//! Shared types embedded in the VlanNetwork CRD

use ipnet::Ipv4Net;
use schemars::JsonSchema;
use serde::{Deserialize, Serialize};

use crate::Error;

/// How the source IP of a route is selected
#[derive(Clone, Copy, Debug, Default, Deserialize, Serialize, JsonSchema, PartialEq, Eq)]
pub enum RouteSource {
    /// Pin the source to the address assigned from the pool
    #[serde(rename = "self")]
    SelfAddress,
    /// No source pinning, kernel default behavior
    #[default]
    #[serde(rename = "none")]
    None,
}

/// A route installed on the macvlan interface of workers and gateway owners
#[derive(Clone, Debug, Deserialize, Serialize, JsonSchema, PartialEq)]
pub struct Route {
    /// Target subnet in CIDR form; a bare address means a /32 host route
    #[serde(rename = "dest")]
    pub destination: String,

    /// Next-hop address; a route without one is directly connected
    #[serde(default, skip_serializing_if = "Option::is_none")]
    pub via: Option<String>,

    /// Source IP selection for this route
    #[serde(rename = "src", default)]
    pub source: RouteSource,

    /// Install with link scope; required for direct-attached gateway routes
    #[serde(rename = "scopeLink", default)]
    pub scope_link: bool,
}

/// A named group of IPv4 addresses inside a VLAN network
#[derive(Clone, Debug, Deserialize, Serialize, JsonSchema, PartialEq)]
pub struct VlanNetworkPool {
    /// Unique identifier of this pool within the network
    pub name: String,

    /// Human-readable description
    #[serde(default, skip_serializing_if = "String::is_empty")]
    pub description: String,

    /// Addresses in CIDR form; the mask defaults to /32 when absent
    pub addresses: Vec<String>,

    /// Routes installed for workers drawing from this pool
    #[serde(default, skip_serializing_if = "Vec::is_empty")]
    pub routes: Vec<Route>,
}

/// A gateway owned by exactly one manager per network at a time
#[derive(Clone, Debug, Deserialize, Serialize, JsonSchema, PartialEq)]
pub struct Gateway {
    /// Gateway address in CIDR form; the mask defaults to /32 when absent
    pub address: String,

    /// Routes installed on the gateway interface by the leading manager
    #[serde(default, skip_serializing_if = "Vec::is_empty")]
    pub routes: Vec<Route>,
}

/// Overrides auto-detection of the physical parent interface on one node
#[derive(Clone, Debug, Deserialize, Serialize, JsonSchema, PartialEq)]
#[serde(rename_all = "camelCase")]
pub struct IpMapping {
    /// Name of the Kubernetes node
    pub node_name: String,

    /// Network interface name on that node
    #[serde(rename = "interfaceName")]
    pub interface: String,
}

/// Split an address in optional-CIDR form into (address, mask), the mask
/// defaulting to "32" when absent. Does not validate the address.
pub fn split_cidr(s: &str) -> (&str, &str) {
    match s.split_once('/') {
        Some((addr, mask)) => (addr, mask),
        None => (s, "32"),
    }
}

/// The address with any mask stripped
pub fn bare_ip(s: &str) -> &str {
    split_cidr(s).0
}

/// Parse an optional-CIDR string, applying the /32 default
pub fn parse_cidr(s: &str) -> crate::Result<Ipv4Net> {
    let (addr, mask) = split_cidr(s);
    format!("{addr}/{mask}")
        .parse()
        .map_err(|e| Error::parsing(format!("CIDR '{s}'"), e))
}

/// True when the string is an IPv4 address optionally followed by /mask
pub fn is_valid_ipv4_cidr(s: &str) -> bool {
    parse_cidr(s).is_ok()
}

#[cfg(test)]
mod tests {
    use super::*;

    #[test]
    fn split_cidr_defaults_the_mask_to_32() {
        assert_eq!(split_cidr("10.0.0.1"), ("10.0.0.1", "32"));
        assert_eq!(split_cidr("10.0.0.0/24"), ("10.0.0.0", "24"));
        assert_eq!(bare_ip("10.0.0.2/24"), "10.0.0.2");
    }

    #[test]
    fn cidr_validation_rejects_junk() {
        assert!(is_valid_ipv4_cidr("192.168.1.1"));
        assert!(is_valid_ipv4_cidr("10.0.0.0/16"));
        assert!(!is_valid_ipv4_cidr("10.0.0.0/33"));
        assert!(!is_valid_ipv4_cidr("300.0.0.1"));
        assert!(!is_valid_ipv4_cidr("fe80::1"));
        assert!(!is_valid_ipv4_cidr("not-an-ip"));
    }

    #[test]
    fn route_serde_uses_the_wire_field_names() {
        let route = Route {
            destination: "10.1.0.0/16".into(),
            via: Some("10.0.0.1".into()),
            source: RouteSource::SelfAddress,
            scope_link: true,
        };
        let json = serde_json::to_value(&route).unwrap();
        assert_eq!(json["dest"], "10.1.0.0/16");
        assert_eq!(json["via"], "10.0.0.1");
        assert_eq!(json["src"], "self");
        assert_eq!(json["scopeLink"], true);

        let back: Route = serde_json::from_value(json).unwrap();
        assert_eq!(back, route);
    }

    #[test]
    fn route_source_defaults_to_none() {
        let route: Route = serde_json::from_value(serde_json::json!({
            "dest": "10.1.0.0/16"
        }))
        .unwrap();
        assert_eq!(route.source, RouteSource::None);
        assert!(!route.scope_link);
        assert!(route.via.is_none());
    }
}
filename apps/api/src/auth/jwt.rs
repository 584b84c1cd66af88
use anyhow::Result;
use chrono::{Duration, Utc};
use jsonwebtoken::{decode, encode, DecodingKey, EncodingKey, Header, Validation};
use serde::{Deserialize, Serialize};
use uuid::Uuid;

use crate::config::Config;

#[derive(Clone)]
pub struct JwtService {
    encoding: EncodingKey,
    decoding: DecodingKey,
    issuer: String,
    audience: String,
    expiry: Duration,
}

impl JwtService {
    pub fn from_config(config: &Config) -> Self {
        Self {
            encoding: EncodingKey::from_secret(config.jwt_secret.as_bytes()),
            decoding: DecodingKey::from_secret(config.jwt_secret.as_bytes()),
            issuer: config.jwt_issuer.clone(),
            audience: config.jwt_audience.clone(),
            expiry: Duration::minutes(config.jwt_expiry_minutes),
        }
    }

    /// Lifetime of issued tokens in seconds.
    pub fn expires_in(&self) -> i64 {
        self.expiry.num_seconds()
    }

    pub fn generate_token(&self, user_id: Uuid, email: &str) -> Result<String> {
        let now = Utc::now();
        let exp = now + self.expiry;
        let claims = Claims {
            sub: user_id,
            email: email.to_owned(),
            iss: self.issuer.clone(),
            aud: self.audience.clone(),
            iat: now.timestamp() as usize,
            exp: exp.timestamp() as usize,
        };

        Ok(encode(&Header::default(), &claims, &self.encoding)?)
    }

    pub fn verify_token(&self, token: &str) -> Result<Claims> {
        let mut validation = Validation::default();
        validation.set_audience(&[self.audience.clone()]);
        validation.set_issuer(&[self.issuer.clone()]);
        let data = decode::<Claims>(token, &self.decoding, &validation)?;
        Ok(data.claims)
    }
}

#[derive(Debug, Clone, Serialize, Deserialize)]
pub struct Claims {
    pub sub: Uuid,
    pub email: String,
    pub iss: String,
    pub aud: String,
    pub iat: usize,
    pub exp: usize,
}
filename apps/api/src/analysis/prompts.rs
// Prompt templates for the three document flows.

pub const DEMYSTIFY_PROMPT: &str = r#"You are "Vidhik," an expert AI legal assistant specializing in multilingual document analysis. Perform every task below on the provided document in a single step and with exceptionally high detail.

The document may be an image, a PDF or plain text. Your entire analysis must be based exclusively on it.

1. Extract full text (perform OCR if necessary). The extracted text is the context for every other task. Put the full, unmasked text in "text".
2. Identify and mask PII: names, addresses, emails, phone numbers and similar. List each entity with its original form and a masked version.
3. Write a detailed, multi-paragraph summary in markdown: purpose, parties, core rights and responsibilities of each party, and the most critical outcomes. Use nested bullet points and bold text.
4. Build a comprehensive jargon buster: an extensive list of legal and technical terms, each with a thorough plain-English explanation of its meaning within this document.
5. Suggest 3 to 5 insightful questions that probe ambiguities, risks or unstated assumptions the user must clarify.
6. Extract every key date, deadline, condition and recurring obligation for all parties. Use "YYYY-MM-DD" when the document gives an exact date, otherwise the exact timing or trigger (e.g. "Within 30 days of signing").
7. Flag every risky, ambiguous or unfavourable clause, grade it "High", "Medium" or "Low", and explain in simple English why it is a concern and what could go wrong.

OUTPUT SCHEMA (return exactly this structure):
{
  "summary": "string (markdown)",
  "jargon_buster": [{"term": "string", "definition": "string"}],
  "suggested_questions": ["string"],
  "obligations": [{"description": "string", "date": "string"}],
  "risk_analysis": [{"clause": "string", "risk_level": "High" | "Medium" | "Low", "explanation": "string"}],
  "text": "string",
  "pii": [{"entity": "string", "original_text": "string", "masked_text": "string"}]
}"#;

pub const COMPARE_PROMPT: &str = r#"You are a "Master Legal Analyst" AI with multilingual capabilities. Perform an exceptionally detailed comparison between two legal documents: Document A and Document B.

First extract the full text of both documents (perform OCR if necessary), then compare using only that text.

1. Exhaustively analyze Document A: every clause, term and obligation.
2. Exhaustively analyze Document B: every clause, term and obligation.
3. Produce a comparison report, written in English:
   - summary: an in-depth, multi-paragraph overview of the most important changes, explaining their strategic importance and consequences.
   - new_clauses: every significant clause present in B but not in A, with its legal and practical implications.
   - changed_terms: every clause present in both but modified, with the text from A, the text from B, and what the change means legally and practically.
   - deleted_clauses: every significant clause in A that was removed from B, with the risks, lost rights or changed obligations that result.

OUTPUT SCHEMA (return exactly this structure):
{
  "summary": "string",
  "new_clauses": [{"clause": "string", "description": "string"}],
  "changed_terms": [{"clause": "string", "document_a_details": "string", "document_b_details": "string", "change_description": "string"}],
  "deleted_clauses": [{"clause": "string", "description": "string"}]
}"#;

pub const ASK_INSTRUCTIONS: &str = r#"Answer the user's question based exclusively on the DOCUMENT CONTEXT above.

INSTRUCTIONS:
1. Use the conversation HISTORY to understand what the new question refers to.
2. If the document context does not contain the answer, say that the information is not available in the document. Do not guess.
3. Answer in English only.
4. Format the answer in markdown, using bold text, bullet points and headings as needed."#;
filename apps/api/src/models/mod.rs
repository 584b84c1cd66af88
pub mod user;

**Work to complete**
For the listing above, print only the lines starting at the line containing "three document flows." and ending at the line containing "1. Extract full", exactly, both included.

**Solution to this exercise**
// Prompt templates for the three document flows.

pub const DEMYSTIFY_PROMPT: &str = r#"You are "Vidhik," an expert AI legal assistant specializing in multilingual document analysis. Perform every task below on the provided document in a single step and with exceptionally high detail.

The document may be an image, a PDF or plain text. Your entire analysis must be based exclusively on it.

1. Extract full text (perform OCR if necessary). The extracted text is the context for every other task. Put the full, unmasked text in "text".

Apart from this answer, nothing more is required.